- Education: University of Connecticut, University of Detroit Mercy, Manipal Academy of Higher Education
- Employer(s): College of Dental Medicine, Midwestern University, Glendale, AZ
- Known for: Dentistry, dental education, oral and maxillofacial radiology, cone beam imaging
- Awards: Howard R Raper Award and William H Rollins Award

= Vijay P. Parashar =

Vijay P. Parashar is an oral and maxillofacial radiologist working as faculty at Midwestern University in Glendale, Arizona. Prior to joining Midwestern University as Associate Professor, Parashar was the Assistant Professor of Biomedical and Diagnostic Sciences at University of Detroit Mercy in Detroit, Michigan.

Parashar won the 2006 Howard R. Raper and 2012 William H Rollins Oral and Maxillofacial Radiology Awards given by American Academy of Oral and Maxillofacial Radiology. Parashar received Doctor of Dental Surgery (DDS) from the University of Detroit Mercy School of Dentistry, Master of Dental Science from the University of Connecticut School of Dental Medicine, Certification in Oral and Maxillofacial Radiology from the University of Connecticut School of Dental Medicine and Bachelor of Dental Surgery from Manipal College of Dental Sciences, Manipal. Parashar is on the scientific editorial board of peer-reviewed journals such as Journal of Oral Health and Community, India Dentistry, International Journal of Oral Implantology and Clinical Research, India, and American Journal of Esthetic Dentistry, USA.

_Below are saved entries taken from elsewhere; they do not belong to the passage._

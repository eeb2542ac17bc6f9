// Chained patch stages.
//
// A stage is a set of patch files plus optional injected files. Injects are
// merged into the working tree first, then every patch applies in path
// order. The tree a stage leaves behind is the input of the next one.

use std::collections::BTreeMap;
use std::fs;
use std::path::{Path, PathBuf};

use super::apply::{FileReport, MatchOptions, apply_file_patch};
use super::model::FilePatch;
use super::tree::{DirTree, MemoryTree, SourceTree, ZipTree};
use super::TextPatchError;

/// Where a stage's patch files come from.
#[derive(Debug, Clone, PartialEq, Eq)]
pub enum PatchSource {
    Dir(PathBuf),
    Zip(PathBuf),
}

impl PatchSource {
    /// A directory or, for anything else, a zip archive.
    pub fn from_path(path: impl Into<PathBuf>) -> Self {
        let path = path.into();
        if path.is_dir() {
            PatchSource::Dir(path)
        } else {
            PatchSource::Zip(path)
        }
    }

    fn open(&self) -> Result<Box<dyn SourceTree>, TextPatchError> {
        Ok(match self {
            PatchSource::Dir(dir) => Box::new(DirTree::new(dir)),
            PatchSource::Zip(zip) => Box::new(ZipTree::open(zip)?),
        })
    }
}

#[derive(Debug, Clone, PartialEq, Eq)]
pub struct PatchStage {
    pub patches: PatchSource,
    /// Directories, zip archives or single files merged in before patching.
    pub injects: Vec<PathBuf>,
}

impl PatchStage {
    pub fn new(patches: PatchSource) -> Self {
        Self {
            patches,
            injects: Vec::new(),
        }
    }

    pub fn with_inject(mut self, path: impl Into<PathBuf>) -> Self {
        self.injects.push(path.into());
        self
    }
}

/// What to do when a hunk cannot be placed.
#[derive(Debug, Clone, Copy, Default, PartialEq, Eq)]
pub enum FailureMode {
    /// Stop at the first failed hunk.
    #[default]
    Fail,
    /// Apply what fits and write rejects for the rest.
    Reject,
}

#[derive(Debug, Clone, PartialEq, Eq)]
pub struct ApplyOptions {
    pub matching: MatchOptions,
    pub failure: FailureMode,
    /// Write every reject as `<reject_dir>/<target>.rej`. Without it, rejects
    /// go next to patch files from a directory and are only logged for patches
    /// read from a zip.
    pub reject_dir: Option<PathBuf>,
    pub patch_suffix: String,
    /// Leading components removed from the `---` label to find the target.
    pub strip: usize,
}

impl Default for ApplyOptions {
    fn default() -> Self {
        Self {
            matching: MatchOptions::default(),
            failure: FailureMode::Fail,
            reject_dir: None,
            patch_suffix: ".patch".to_owned(),
            strip: 1,
        }
    }
}

#[derive(Debug, Clone, Default, PartialEq, Eq)]
pub struct ApplySummary {
    pub files: Vec<FileReport>,
    /// Hunks that needed fuzz.
    pub fuzzed: usize,
    pub failed_hunks: usize,
    /// Reject files written.
    pub rejects: Vec<PathBuf>,
    pub injected: usize,
}

impl ApplySummary {
    pub fn is_clean(&self) -> bool {
        self.failed_hunks == 0
    }

    fn absorb(&mut self, report: FileReport) {
        self.fuzzed += report.fuzzed();
        self.failed_hunks += report.failed();
        self.files.push(report);
    }
}

#[derive(Debug, Clone, Default)]
pub struct PatchApplier {
    options: ApplyOptions,
}

impl PatchApplier {
    pub fn new(options: ApplyOptions) -> Self {
        Self { options }
    }

    pub fn options(&self) -> &ApplyOptions {
        &self.options
    }

    /// Run every stage in order over `tree`.
    pub fn apply_stages(
        &self,
        tree: &mut MemoryTree,
        stages: &[PatchStage],
    ) -> Result<ApplySummary, TextPatchError> {
        let mut summary = ApplySummary::default();
        for (i, stage) in stages.iter().enumerate() {
            log::debug!("stage {}: {:?}", i + 1, stage.patches);
            self.apply_stage(tree, stage, &mut summary)?;
        }
        log::info!(
            "patched {} files: {} hunks fuzzed, {} failed",
            summary.files.len(),
            summary.fuzzed,
            summary.failed_hunks
        );
        Ok(summary)
    }

    fn apply_stage(
        &self,
        tree: &mut MemoryTree,
        stage: &PatchStage,
        summary: &mut ApplySummary,
    ) -> Result<(), TextPatchError> {
        for inject in &stage.injects {
            summary.injected += inject_into(tree, inject)?;
        }

        let source = stage.patches.open()?;
        for rel in source.paths()? {
            if !rel.ends_with(self.options.patch_suffix.as_str()) {
                continue;
            }
            let Some(bytes) = source.read(&rel)? else {
                continue;
            };
            let text = String::from_utf8(bytes)
                .map_err(|_| TextPatchError::NotUtf8 { path: rel.clone() })?;
            // One entry per reject file; an empty text clears a stale one.
            let mut rejects: BTreeMap<PathBuf, String> = BTreeMap::new();
            for patch in FilePatch::parse_all(&text, &rel)? {
                let reject = self.apply_one(tree, &rel, &patch, summary)?;
                match self.reject_path(&stage.patches, &rel, &patch) {
                    Some(path) => rejects
                        .entry(path)
                        .or_default()
                        .push_str(reject.as_deref().unwrap_or_default()),
                    None if reject.is_some() => {
                        log::warn!("{rel}: rejects not written, no reject directory set");
                    }
                    None => {}
                }
            }
            for (path, body) in &rejects {
                write_reject(path, body, summary)?;
            }
        }
        Ok(())
    }

    /// Apply one file patch; returns its reject text if any hunk failed.
    fn apply_one(
        &self,
        tree: &mut MemoryTree,
        patch_name: &str,
        patch: &FilePatch,
        summary: &mut ApplySummary,
    ) -> Result<Option<String>, TextPatchError> {
        let target = strip_components(&patch.old_label, self.options.strip);
        let Some(bytes) = tree.get(&target) else {
            return Err(TextPatchError::MissingTarget {
                patch: patch_name.to_owned(),
                target,
            });
        };
        let source = std::str::from_utf8(bytes).map_err(|_| TextPatchError::NotUtf8 {
            path: target.clone(),
        })?;

        let (patched, report) = apply_file_patch(&target, source, patch, &self.options.matching);
        if let Some(failed) = report.hunks.iter().find(|h| !h.status.is_success()) {
            log::error!(
                "{patch_name}: {}/{} hunks failed on {target}",
                report.failed(),
                report.hunks.len()
            );
            if self.options.failure == FailureMode::Fail {
                return Err(TextPatchError::HunkFailed {
                    patch: patch_name.to_owned(),
                    file: target,
                    hunk: failed.index,
                });
            }
        } else if report.fuzzed() > 0 {
            log::info!("{patch_name}: fuzzed {} hunks", report.fuzzed());
        }

        let reject = report.reject_text(patch);
        tree.insert(target, patched);
        summary.absorb(report);
        Ok(reject)
    }

    fn reject_path(&self, source: &PatchSource, rel: &str, patch: &FilePatch) -> Option<PathBuf> {
        if let Some(dir) = &self.options.reject_dir {
            // Keyed by target so that rejects from different stages land
            // side by side.
            let target = strip_components(&patch.old_label, self.options.strip);
            return Some(dir.join(format!("{target}.rej")));
        }
        match source {
            PatchSource::Dir(dir) => Some(dir.join(format!("{rel}.rej"))),
            PatchSource::Zip(_) => None,
        }
    }
}

/// Write `text` to `path`, or remove a stale reject when `text` is empty.
fn write_reject(path: &Path, text: &str, summary: &mut ApplySummary) -> Result<(), TextPatchError> {
    if text.is_empty() {
        if path.is_file() {
            fs::remove_file(path).map_err(TextPatchError::io(path))?;
        }
        return Ok(());
    }
    if let Some(parent) = path.parent() {
        fs::create_dir_all(parent).map_err(TextPatchError::io(parent))?;
    }
    fs::write(path, text).map_err(TextPatchError::io(path))?;
    log::warn!("rejects written to {}", path.display());
    summary.rejects.push(path.to_path_buf());
    Ok(())
}

/// Merge a directory, zip archive or single file into `tree`.
fn inject_into(tree: &mut MemoryTree, path: &Path) -> Result<usize, TextPatchError> {
    let source: Box<dyn SourceTree> = if path.is_dir() {
        Box::new(DirTree::new(path))
    } else if is_archive(path) {
        Box::new(ZipTree::open(path)?)
    } else {
        let name = path
            .file_name()
            .and_then(|n| n.to_str())
            .ok_or_else(|| TextPatchError::NotUtf8 {
                path: path.display().to_string(),
            })?;
        let bytes = fs::read(path).map_err(TextPatchError::io(path))?;
        tree.insert(name, bytes);
        return Ok(1);
    };

    let mut count = 0;
    for rel in source.paths()? {
        if let Some(bytes) = source.read(&rel)? {
            tree.insert(rel, bytes);
            count += 1;
        }
    }
    log::debug!("injected {count} files from {}", path.display());
    Ok(count)
}

fn is_archive(path: &Path) -> bool {
    path.extension()
        .and_then(|e| e.to_str())
        .is_some_and(|e| e.eq_ignore_ascii_case("zip") || e.eq_ignore_ascii_case("jar"))
}

/// Drop `n` leading `/`-separated components; never strips the last one.
fn strip_components(label: &str, n: usize) -> String {
    let parts: Vec<&str> = label.split('/').filter(|p| !p.is_empty()).collect();
    let skip = n.min(parts.len().saturating_sub(1));
    parts[skip..].join("/")
}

Parashar's positions with ADEA include:

Chair 2010 – 2011, Oral & Maxillofacial Radiology Section, Chair-elect 2009 – 2010, Oral & Maxillofacial Radiology Section and Secretary 2008 – 2009, Oral & Maxillofacial Radiology Section.

Parashar is currently serving on the ADA Commission on Dental Accreditation (CODA) Oral Radiology Review Committee; ADEA Council of Faculties; National Board Dental Test Construction Committee and is a CODA Site Visitor.

==Awards and fellowships==
Parashar has been awarded academic awards and fellowship in the field of oral and maxillofacial radiology and dentistry, respectively.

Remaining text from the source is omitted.